◆ **Task prompt**: What you return must match the listing below exactly.

** Opening Exercise input block **

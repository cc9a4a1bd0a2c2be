// Ultralytics 🚀 AGPL-3.0 License - https://ultralytics.com/license

//! Classifier and actuator configuration.
//!
//! [`ClassifierConfig`] controls the joint-angle band used by the wheelchair
//! classifier. [`ActuatorConfig`] describes the output pins driven from the
//! classification and is built once at process start.

use std::ops::Range;
use std::time::Duration;

use crate::error::{Result, SentinelError};
use crate::mode::LimbMode;

/// Configuration for the wheelchair posture classifier.
///
/// # Example
///
/// ```rust
/// use wheelchair_sentinel::{ClassifierConfig, LimbMode};
///
/// let config = ClassifierConfig::new()
///     .with_band(75.0, 115.0)
///     .with_mode(LimbMode::Strict);
/// ```
#[derive(Debug, Clone, PartialEq)]
pub struct ClassifierConfig {
    /// Exclusive lower bound of the bent-joint band, in degrees.
    pub lower_bound: f32,
    /// Exclusive upper bound of the bent-joint band, in degrees.
    pub upper_bound: f32,
    /// How left and right angles are combined.
    pub mode: LimbMode,
    /// Substitute the `(0, 0)` origin for absent keypoints before measuring angles.
    /// When `false`, an angle touching an absent keypoint is unmeasured and fails the band.
    pub absent_as_origin: bool,
}

impl Default for ClassifierConfig {
    fn default() -> Self {
        Self {
            lower_bound: 70.0,
            upper_bound: 120.0,
            mode: LimbMode::Legacy,
            absent_as_origin: true,
        }
    }
}

impl ClassifierConfig {
    /// Create a new configuration with default values.
    #[must_use]
    pub fn new() -> Self {
        Self::default()
    }

    /// Set the bent-joint band.
    ///
    /// # Arguments
    ///
    /// * `lower` - Exclusive lower bound in degrees.
    /// * `upper` - Exclusive upper bound in degrees.
    #[must_use]
    pub const fn with_band(mut self, lower: f32, upper: f32) -> Self {
        self.lower_bound = lower;
        self.upper_bound = upper;
        self
    }

    /// Set how left and right angles are combined.
    #[must_use]
    pub const fn with_mode(mut self, mode: LimbMode) -> Self {
        self.mode = mode;
        self
    }

    /// Enable or disable the origin substitution for absent keypoints.
    #[must_use]
    pub const fn with_absent_as_origin(mut self, enabled: bool) -> Self {
        self.absent_as_origin = enabled;
        self
    }

    /// Check that the band is well formed.
    ///
    /// # Errors
    ///
    /// Returns [`SentinelError::ConfigError`] if a bound is not finite or the band is empty.
    pub fn validate(&self) -> Result<()> {
        if !self.lower_bound.is_finite() || !self.upper_bound.is_finite() {
            return Err(SentinelError::ConfigError(format!(
                "band bounds must be finite, got ({}, {})",
                self.lower_bound, self.upper_bound
            )));
        }
        if self.lower_bound >= self.upper_bound {
            return Err(SentinelError::ConfigError(format!(
                "band lower bound {} must be below upper bound {}",
                self.lower_bound, self.upper_bound
            )));
        }
        Ok(())
    }
}

/// Output pin configuration for the posture signal.
///
/// Exactly one of the two pins is high at any time after the first frame.
#[derive(Debug, Clone, PartialEq, Eq)]
pub struct ActuatorConfig {
    /// Pin driven high while a wheelchair posture is detected.
    pub detected_pin: u8,
    /// Pin driven high while every person is in a normal posture.
    pub normal_pin: u8,
    /// Delay after each toggle to let the outputs settle.
    pub settle: Duration,
    /// Pins probed as outputs at start-up and driven low at shutdown.
    pub probe_pins: Range<u8>,
}

impl Default for ActuatorConfig {
    fn default() -> Self {
        Self {
            detected_pin: 9,
            normal_pin: 8,
            settle: Duration::from_millis(50),
            probe_pins: 0..41,
        }
    }
}

impl ActuatorConfig {
    /// Create a new configuration with default values.
    #[must_use]
    pub fn new() -> Self {
        Self::default()
    }

    /// Set the pin signalling a wheelchair detection.
    #[must_use]
    pub const fn with_detected_pin(mut self, pin: u8) -> Self {
        self.detected_pin = pin;
        self
    }

    /// Set the pin signalling a normal frame.
    #[must_use]
    pub const fn with_normal_pin(mut self, pin: u8) -> Self {
        self.normal_pin = pin;
        self
    }

    /// Set the settle delay applied after each toggle.
    #[must_use]
    pub const fn with_settle(mut self, settle: Duration) -> Self {
        self.settle = settle;
        self
    }

    /// Set the range of pins probed at start-up.
    #[must_use]
    pub const fn with_probe_pins(mut self, pins: Range<u8>) -> Self {
        self.probe_pins = pins;
        self
    }

    /// Check that the two signal pins are distinct.
    ///
    /// # Errors
    ///
    /// Returns [`SentinelError::ConfigError`] if both signals share a pin.
    pub fn validate(&self) -> Result<()> {
        if self.detected_pin == self.normal_pin {
            return Err(SentinelError::ConfigError(format!(
                "detected and normal signals share pin {}",
                self.detected_pin
            )));
        }
        Ok(())
    }
}

#[cfg(test)]
mod tests {
    use super::*;

    #[test]
    fn test_classifier_config_default() {
        let config = ClassifierConfig::default();
        assert!((config.lower_bound - 70.0).abs() < f32::EPSILON);
        assert!((config.upper_bound - 120.0).abs() < f32::EPSILON);
        assert_eq!(config.mode, LimbMode::Legacy);
        assert!(config.absent_as_origin);
        assert!(config.validate().is_ok());
    }

    #[test]
    fn test_classifier_config_builder() {
        let config = ClassifierConfig::new()
            .with_band(60.0, 130.0)
            .with_mode(LimbMode::Strict)
            .with_absent_as_origin(false);

        assert!((config.lower_bound - 60.0).abs() < f32::EPSILON);
        assert!((config.upper_bound - 130.0).abs() < f32::EPSILON);
        assert_eq!(config.mode, LimbMode::Strict);
        assert!(!config.absent_as_origin);
    }

    #[test]
    fn test_classifier_config_invalid_band() {
        assert!(ClassifierConfig::new().with_band(120.0, 70.0).validate().is_err());
        assert!(ClassifierConfig::new().with_band(f32::NAN, 70.0).validate().is_err());
    }

    #[test]
    fn test_actuator_config_default() {
        let config = ActuatorConfig::default();
        assert_eq!(config.detected_pin, 9);
        assert_eq!(config.normal_pin, 8);
        assert_eq!(config.settle, Duration::from_millis(50));
        assert_eq!(config.probe_pins, 0..41);
        assert!(config.validate().is_ok());
    }

    #[test]
    fn test_actuator_config_builder() {
        let config = ActuatorConfig::new()
            .with_detected_pin(17)
            .with_normal_pin(27)
            .with_settle(Duration::ZERO)
            .with_probe_pins(17..28);

        assert_eq!(config.detected_pin, 17);
        assert_eq!(config.normal_pin, 27);
        assert_eq!(config.settle, Duration::ZERO);
        assert_eq!(config.probe_pins, 17..28);
    }

    #[test]
    fn test_actuator_config_shared_pin() {
        let config = ActuatorConfig::new().with_detected_pin(8);
        assert!(config.validate().is_err());
    }
}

** Closing Exercise input block **

◆ **Result of the exercise**:
repository cc9a4a1bd0a2c2be
// Ultralytics 🚀 AGPL-3.0 License - https://ultralytics.com/license

//! Classifier and actuator configuration.
//!
//! [`ClassifierConfig`] controls the joint-angle band used by the wheelchair
//! classifier. [`ActuatorConfig`] describes the output pins driven from the
//! classification and is built once at process start.

use std::ops::Range;
use std::time::Duration;

use crate::error::{Result, SentinelError};
use crate::mode::LimbMode;

/// Configuration for the wheelchair posture classifier.
///
/// # Example
///
/// ```rust
/// use wheelchair_sentinel::{ClassifierConfig, LimbMode};
///
/// let config = ClassifierConfig::new()
///     .with_band(75.0, 115.0)
///     .with_mode(LimbMode::Strict);
/// ```
#[derive(Debug, Clone, PartialEq)]
pub struct ClassifierConfig {
    /// Exclusive lower bound of the bent-joint band, in degrees.
    pub lower_bound: f32,
    /// Exclusive upper bound of the bent-joint band, in degrees.
    pub upper_bound: f32,
    /// How left and right angles are combined.
    pub mode: LimbMode,
    /// Substitute the `(0, 0)` origin for absent keypoints before measuring angles.
    /// When `false`, an angle touching an absent keypoint is unmeasured and fails the band.
    pub absent_as_origin: bool,
}

impl Default for ClassifierConfig {
    fn default() -> Self {
        Self {
            lower_bound: 70.0,
            upper_bound: 120.0,
            mode: LimbMode::Legacy,
            absent_as_origin: true,
        }
    }
}

impl ClassifierConfig {
    /// Create a new configuration with default values.
    #[must_use]
    pub fn new() -> Self {
        Self::default()
    }

    /// Set the bent-joint band.
    ///
    /// # Arguments
    ///
    /// * `lower` - Exclusive lower bound in degrees.
    /// * `upper` - Exclusive upper bound in degrees.
    #[must_use]
    pub const fn with_band(mut self, lower: f32, upper: f32) -> Self {
        self.lower_bound = lower;
        self.upper_bound = upper;
        self
    }

    /// Set how left and right angles are combined.
    #[must_use]
    pub const fn with_mode(mut self, mode: LimbMode) -> Self {
        self.mode = mode;
        self
    }

    /// Enable or disable the origin substitution for absent keypoints.
    #[must_use]
    pub const fn with_absent_as_origin(mut self, enabled: bool) -> Self {
        self.absent_as_origin = enabled;
        self
    }

    /// Check that the band is well formed.
    ///
    /// # Errors
    ///
    /// Returns [`SentinelError::ConfigError`] if a bound is not finite or the band is empty.
    pub fn validate(&self) -> Result<()> {
        if !self.lower_bound.is_finite() || !self.upper_bound.is_finite() {
            return Err(SentinelError::ConfigError(format!(
                "band bounds must be finite, got ({}, {})",
                self.lower_bound, self.upper_bound
            )));
        }
        if self.lower_bound >= self.upper_bound {
            return Err(SentinelError::ConfigError(format!(
                "band lower bound {} must be below upper bound {}",
                self.lower_bound, self.upper_bound
            )));
        }
        Ok(())
    }
}

/// Output pin configuration for the posture signal.
///
/// Exactly one of the two pins is high at any time after the first frame.
#[derive(Debug, Clone, PartialEq, Eq)]
pub struct ActuatorConfig {
    /// Pin driven high while a wheelchair posture is detected.
    pub detected_pin: u8,
    /// Pin driven high while every person is in a normal posture.
    pub normal_pin: u8,
    /// Delay after each toggle to let the outputs settle.
    pub settle: Duration,
    /// Pins probed as outputs at start-up and driven low at shutdown.
    pub probe_pins: Range<u8>,
}

impl Default for ActuatorConfig {
    fn default() -> Self {
        Self {
            detected_pin: 9,
            normal_pin: 8,
            settle: Duration::from_millis(50),
            probe_pins: 0..41,
        }
    }
}

impl ActuatorConfig {
    /// Create a new configuration with default values.
    #[must_use]
    pub fn new() -> Self {
        Self::default()
    }

    /// Set the pin signalling a wheelchair detection.
    #[must_use]
    pub const fn with_detected_pin(mut self, pin: u8) -> Self {
        self.detected_pin = pin;
        self
    }

    /// Set the pin signalling a normal frame.
    #[must_use]
    pub const fn with_normal_pin(mut self, pin: u8) -> Self {
        self.normal_pin = pin;
        self
    }

    /// Set the settle delay applied after each toggle.
    #[must_use]
    pub const fn with_settle(mut self, settle: Duration) -> Self {
        self.settle = settle;
        self
    }

    /// Set the range of pins probed at start-up.
    #[must_use]
    pub const fn with_probe_pins(mut self, pins: Range<u8>) -> Self {
        self.probe_pins = pins;
        self
    }

    /// Check that the two signal pins are distinct.
    ///
    /// # Errors
    ///
    /// Returns [`SentinelError::ConfigError`] if both signals share a pin.
    pub fn validate(&self) -> Result<()> {
        if self.detected_pin == self.normal_pin {
            return Err(SentinelError::ConfigError(format!(
                "detected and normal signals share pin {}",
                self.detected_pin
            )));
        }
        Ok(())
    }
}

#[cfg(test)]
mod tests {
    use super::*;

    #[test]
    fn test_classifier_config_default() {
        let config = ClassifierConfig::default();
        assert!((config.lower_bound - 70.0).abs() < f32::EPSILON);
        assert!((config.upper_bound - 120.0).abs() < f32::EPSILON);
        assert_eq!(config.mode, LimbMode::Legacy);
        assert!(config.absent_as_origin);
        assert!(config.validate().is_ok());
    }

    #[test]
    fn test_classifier_config_builder() {
        let config = ClassifierConfig::new()
            .with_band(60.0, 130.0)
            .with_mode(LimbMode::Strict)
            .with_absent_as_origin(false);

        assert!((config.lower_bound - 60.0).abs() < f32::EPSILON);
        assert!((config.upper_bound - 130.0).abs() < f32::EPSILON);
        assert_eq!(config.mode, LimbMode::Strict);
        assert!(!config.absent_as_origin);
    }

    #[test]
    fn test_classifier_config_invalid_band() {
        assert!(ClassifierConfig::new().with_band(120.0, 70.0).validate().is_err());
        assert!(ClassifierConfig::new().with_band(f32::NAN, 70.0).validate().is_err());
    }

    #[test]
    fn test_actuator_config_default() {
        let config = ActuatorConfig::default();
        assert_eq!(config.detected_pin, 9);
        assert_eq!(config.normal_pin, 8);
        assert_eq!(config.settle, Duration::from_millis(50));
        assert_eq!(config.probe_pins, 0..41);
        assert!(config.validate().is_ok());
    }

    #[test]
    fn test_actuator_config_builder() {
        let config = ActuatorConfig::new()
            .with_detected_pin(17)
            .with_normal_pin(27)
            .with_settle(Duration::ZERO)
            .with_probe_pins(17..28);

        assert_eq!(config.detected_pin, 17);
        assert_eq!(config.normal_pin, 27);
        assert_eq!(config.settle, Duration::ZERO);
        assert_eq!(config.probe_pins, 17..28);
    }

    #[test]
    fn test_actuator_config_shared_pin() {
        let config = ActuatorConfig::new().with_detected_pin(8);
        assert!(config.validate().is_err());
    }
}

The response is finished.